Encore une fois, rappelons l'hypothèse non négligeable selon laquelle l'attaque, déclenchée après la visite de ministres israéliens en Arabie saoudite, aurait eu pour objectif d'empêcher ce processus de normalisation des relations saoudo-israéliennes, qui se fait énormément au détriment de l'Iran.

Il me semble également que les pays de l'ensemble euro-méditerranéen ont vocation à jouer un rôle très important, en coordination avec ce que sera l'initiative des pays du Golfe, contrairement aux Américains, qui observent cela de loin.

Pour eux, il s'agit d'un enjeu de politique extérieure, malgré les manifestations à l'université Columbia, dirigées par une collègue et amie d'origine égyptienne, qui fut vice-gouverneur de la Banque d'Angleterre puis patronne de la London School of Economics – ce qui a d'ailleurs suscité l'ire d'un certain nombre de manifestants –, et malgré les voies propalestiniennes qui se manifestent aujourd'hui à l'intérieur des États-Unis, que l'on n'était pas habitués à entendre.

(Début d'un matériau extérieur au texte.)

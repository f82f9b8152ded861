//! Render pipelines, built on first use per program/target combination.

use std::collections::HashMap;

use bar_shaders::{BindGroupLayouts, PipelineConfig, ShaderProgram};

use crate::render::{CullFace, ProgramId};

/// Shader program of a pipeline id
pub fn shader_program(program: ProgramId) -> ShaderProgram {
    match program {
        ProgramId::Depth => ShaderProgram::Depth,
        ProgramId::Selection => ShaderProgram::Selection,
        ProgramId::Item { shadows, uniform_color } => ShaderProgram::Item { shadows, uniform_color },
        ProgramId::Background { shadows } => ShaderProgram::Background { shadows },
    }
}

pub fn cull_face(cull: CullFace) -> wgpu::Face {
    match cull {
        CullFace::Back => wgpu::Face::Back,
        CullFace::Front => wgpu::Face::Front,
    }
}

#[derive(Debug, Clone, Copy, PartialEq, Eq, Hash)]
pub struct PipelineKey {
    pub program: ShaderProgram,
    pub format: wgpu::TextureFormat,
    pub blend: bool,
    pub cull: wgpu::Face,
}

pub struct Pipelines {
    layouts: BindGroupLayouts,
    cache: HashMap<PipelineKey, wgpu::RenderPipeline>,
}

impl Pipelines {
    pub fn new(device: &wgpu::Device) -> Self {
        Self {
            layouts: bar_shaders::create_bind_group_layouts(device),
            cache: HashMap::new(),
        }
    }

    pub fn layouts(&self) -> &BindGroupLayouts {
        &self.layouts
    }

    /// Drop every cached pipeline using `program`
    pub fn invalidate(&mut self, program: ShaderProgram) {
        self.cache.retain(|key, _| key.program != program);
    }

    /// Build the pipeline for `key` unless already cached
    pub fn prepare(&mut self, device: &wgpu::Device, key: PipelineKey) {
        if self.cache.contains_key(&key) {
            return;
        }
        let config = PipelineConfig {
            label: Some(program_label(key.program)),
            program: key.program,
            format: key.format,
            blend: key.blend,
            cull_mode: Some(key.cull),
        };
        let pipeline = bar_shaders::create_pipeline(device, &self.layouts, &config);
        tracing::debug!(?key, "created pipeline");
        self.cache.insert(key, pipeline);
    }

    pub fn get(&self, key: &PipelineKey) -> Option<&wgpu::RenderPipeline> {
        self.cache.get(key)
    }

    pub fn len(&self) -> usize {
        self.cache.len()
    }
}

fn program_label(program: ShaderProgram) -> &'static str {
    match program {
        ShaderProgram::Depth => "depth_pipeline",
        ShaderProgram::Selection => "selection_pipeline",
        ShaderProgram::Item { shadows: false, .. } => "item_pipeline",
        ShaderProgram::Item { shadows: true, .. } => "item_shadow_pipeline",
        ShaderProgram::Background { shadows: false } => "background_pipeline",
        ShaderProgram::Background { shadows: true } => "background_shadow_pipeline",
    }
}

Je pense à votre collègue Rashida Tlaib, élue palestino-américaine démocrate du Michigan, qui a prononcé hier une déclaration emprunte d'émotion à la Chambre des représentants.

Pour nous, beaucoup plus qu'aux États-Unis, le conflit fait partie de notre politique intérieure, comme nous l'avons constaté. Il est évidemment lié aux questions qui traversent votre éminente Assemblée. Les expressions de solidarité avec un camp ou l'autre par diverses forces politiques font partie d'enjeux que nous devons gérer. Pour nous, le Moyen-Orient et l'Afrique du Nord ne font pas seulement partie de notre politique extérieure mais sont des enjeux de politique intérieure. Le président de la République m'avait d'ailleurs confié, il y a quelques mois, la rédaction d'un rapport sur ce sujet. Je m'étais rendu dans les quatre pays les plus exportateurs de populations de confession musulmane en France, les trois du Maghreb et la Turquie, et dans quatre départements que j'avais choisis comme étant particulièrement représentatifs. Ce rapport a été lu avec intérêt mais, évidemment, classé sans suite, comme l'on pouvait s'y attendre.